Founded by a group of street performers in 1994, Cirque du Soleil gained international renown for providing unique entertainment. Cirque shows combined a blend of
acrobatics, clowning, music, costumes, and scenery that evoked awe and wonder in audiences wherever the company pitched its tents. Because of this acclaim,
Cirque grew and in 2002, the company oversaw eight troupes that performed before nearly a million people around the world.
The case opens with Murielle Cantin, Cirque’s casting Director, in the midst of yet another recruiting trip. Casting Cirque shows had always been difficult. Though
headquartered in Montreal Canada, Cirque relied on performers drawn from all over the globe. The company’s growth means that recruiting trips needed to uncover
ever-larger pools of extraordinary artists. Just to fill-in turnover in the existing casts in 2002, Cantin would have to recruit over 100 performers.

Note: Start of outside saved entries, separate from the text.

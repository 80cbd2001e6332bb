//! Public classification entry point.

use std::sync::LazyLock;

use regex::Regex;
use tracing::debug;

use crate::pipeline::arbiter::ArbitrationBridge;
use crate::pipeline::scorer::heuristic_score;
use crate::pipeline::types::Classification;

static SUBJECT_LINE: LazyLock<Regex> =
    LazyLock::new(|| Regex::new(r"(?im)^subject:[ \t]*(.+)$").expect("valid regex"));

/// Scores a message locally and arbitrates ambiguous results.
pub struct Classifier {
    bridge: ArbitrationBridge,
}

impl Classifier {
    pub fn new(bridge: ArbitrationBridge) -> Self {
        Self { bridge }
    }

    /// Classify `raw_text`.
    ///
    /// Without an explicit `subject`, a `Subject:` line in the text is used.
    /// Scoring always runs on the raw text, not normalized tokens.
    pub async fn classify(&self, raw_text: &str, subject: Option<&str>) -> Classification {
        let subject = resolve_subject(raw_text, subject);
        let result = heuristic_score(&subject, raw_text);
        debug!(
            category = result.category.label(),
            confidence = result.confidence,
            terms = ?result.terms(),
            "Heuristic score"
        );
        self.bridge.arbitrate(&subject, raw_text, result).await
    }
}

fn resolve_subject(raw_text: &str, subject: Option<&str>) -> String {
    match subject.map(str::trim).filter(|s| !s.is_empty()) {
        Some(subject) => subject.to_string(),
        None => SUBJECT_LINE
            .captures(raw_text)
            .and_then(|c| c.get(1))
            .map(|m| m.as_str().trim().to_string())
            .unwrap_or_default(),
    }
}
//! Shared types for the triage pipeline.

use serde::{Deserialize, Serialize};

use crate::text::Language;

// ── Category ────────────────────────────────────────────────────────

/// Triage decision for a message.
///
/// Wire labels are the Portuguese names consumers already expect.
#[derive(Debug, Clone, Copy, PartialEq, Eq, Serialize, Deserialize)]
pub enum Category {
    /// Needs follow-up: a question, a request, a status check, documents.
    #[serde(rename = "Produtivo")]
    RequiresAction,
    /// Greetings, thanks, social messages.
    #[serde(rename = "Improdutivo")]
    NoActionNeeded,
}

impl Category {
    /// Wire label.
    pub fn label(&self) -> &'static str {
        match self {
            Self::RequiresAction => "Produtivo",
            Self::NoActionNeeded => "Improdutivo",
        }
    }
}

impl std::fmt::Display for Category {
    fn fmt(&self, f: &mut std::fmt::Formatter<'_>) -> std::fmt::Result {
        f.write_str(self.label())
    }
}

// ── Rule result ─────────────────────────────────────────────────────

/// Upper bound on terms reported per result.
pub const MAX_TERMS: usize = 6;

/// Outcome of the lexical scorer.
///
/// Matched keywords of both sides are kept so the reported terms always
/// follow the final category, even after arbitration flips it.
#[derive(Debug, Clone, PartialEq)]
pub struct RuleResult {
    pub category: Category,
    /// Confidence that the message requires action, in `[0, 1]`.
    pub confidence: f64,
    pub(crate) positive_terms: Vec<String>,
    pub(crate) negative_terms: Vec<String>,
}

impl RuleResult {
    /// Terms supporting the current category, at most [`MAX_TERMS`].
    pub fn terms(&self) -> &[String] {
        let side = match self.category {
            Category::RequiresAction => &self.positive_terms,
            Category::NoActionNeeded => &self.negative_terms,
        };
        &side[..side.len().min(MAX_TERMS)]
    }
}

// ── Decision source ─────────────────────────────────────────────────

/// Why the arbitrator could not be used.
#[derive(Debug, Clone, PartialEq, Eq)]
pub enum FallbackReason {
    /// Arbitration is enabled but no provider is configured.
    NoCredentials,
    /// The provider failed (auth, network, retries exhausted).
    ProviderFailed(String),
    /// The call exceeded its time budget.
    Timeout,
    /// The reply was not a recognised label.
    MalformedLabel(String),
}

impl std::fmt::Display for FallbackReason {
    fn fmt(&self, f: &mut std::fmt::Formatter<'_>) -> std::fmt::Result {
        match self {
            Self::NoCredentials => f.write_str("no credentials configured"),
            Self::ProviderFailed(e) => write!(f, "provider failed: {e}"),
            Self::Timeout => f.write_str("timed out"),
            Self::MalformedLabel(label) => write!(f, "unrecognised label {label:?}"),
        }
    }
}

/// Which path produced the final decision.
#[derive(Debug, Clone, PartialEq, Eq)]
pub enum DecisionSource {
    /// Local scorer only; arbitration was disabled or not needed.
    Heuristic,
    /// The external arbitrator settled an ambiguous score.
    Arbiter,
    /// Arbitration was attempted and failed; the scorer's result stands.
    HeuristicFallback { reason: FallbackReason },
}

/// Final classification of one message.
#[derive(Debug, Clone, PartialEq)]
pub struct Classification {
    pub result: RuleResult,
    pub source: DecisionSource,
}

// ── Batch request / response ────────────────────────────────────────

/// One uploaded file.
#[derive(Debug, Clone, PartialEq, Eq)]
pub struct Upload {
    pub filename: String,
    pub bytes: Vec<u8>,
}

/// A batch to triage: uploaded files and/or pasted text.
#[derive(Debug, Clone, Default)]
pub struct ProcessRequest {
    pub files: Vec<Upload>,
    pub text: Option<String>,
    /// Free-form attendant notes passed to the reply generator.
    pub extra_instructions: Option<String>,
}

/// Result for one text part of a batch.
#[derive(Debug, Clone, Serialize)]
pub struct ProcessedEmail {
    #[serde(rename = "categoria")]
    pub category: Category,
    /// Rounded to four decimal places.
    #[serde(rename = "confianca")]
    pub confidence: f64,
    #[serde(rename = "resposta")]
    pub reply: String,
    #[serde(rename = "termos_relevantes")]
    pub terms: Vec<String>,
    #[serde(rename = "linguagem")]
    pub language: Language,
    /// Token count of the normalized text.
    pub tokens: usize,
    #[serde(skip)]
    pub source: DecisionSource,
}

/// Response body for a processed batch.
#[derive(Debug, Clone, Serialize)]
pub struct ProcessBatch {
    #[serde(rename = "resultados")]
    pub results: Vec<ProcessedEmail>,
}

#[cfg(test)]
mod tests {
    use super::*;

    #[test]
    fn category_wire_labels() {
        assert_eq!(
            serde_json::to_string(&Category::RequiresAction).unwrap(),
            "\"Produtivo\""
        );
        assert_eq!(
            serde_json::from_str::<Category>("\"Improdutivo\"").unwrap(),
            Category::NoActionNeeded
        );
    }

    #[test]
    fn terms_follow_category_and_cap() {
        let mut result = RuleResult {
            category: Category::RequiresAction,
            confidence: 0.9,
            positive_terms: (0..8).map(|i| format!("p{i}")).collect(),
            negative_terms: vec!["obrigado".into()],
        };
        assert_eq!(result.terms().len(), MAX_TERMS);
        assert_eq!(result.terms()[0], "p0");

        result.category = Category::NoActionNeeded;
        assert_eq!(result.terms(), ["obrigado".to_string()]);
    }

    #[test]
    fn processed_email_serializes_portuguese_fields() {
        let row = ProcessedEmail {
            category: Category::NoActionNeeded,
            confidence: 0.2689,
            reply: "Olá!".into(),
            terms: vec!["bom dia".into()],
            language: Language::Pt,
            tokens: 4,
            source: DecisionSource::Heuristic,
        };
        let json = serde_json::to_value(&row).unwrap();
        assert_eq!(json["categoria"], "Improdutivo");
        assert_eq!(json["confianca"], 0.2689);
        assert_eq!(json["termos_relevantes"][0], "bom dia");
        assert_eq!(json["linguagem"], "pt");
        assert_eq!(json["tokens"], 4);
        assert!(json.get("source").is_none());
    }
}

The rest of the case details how Cirque integrated and supported the artists it recruited. The company places an extraordinary emphasis on encouraging creativity
and exceptional performance. But could this commitment continue with the increased demands placed on the company by growth? Could Cirque diversify into other
entertainment media or even into fields quite different than entertainment?
1. What is Cirque du Soleil’s product and strategy?
2. How has Cirque structured and supported its casts to deliver superior performance?
3. What are the challenges to Cirque’s continued growth and/or diversification?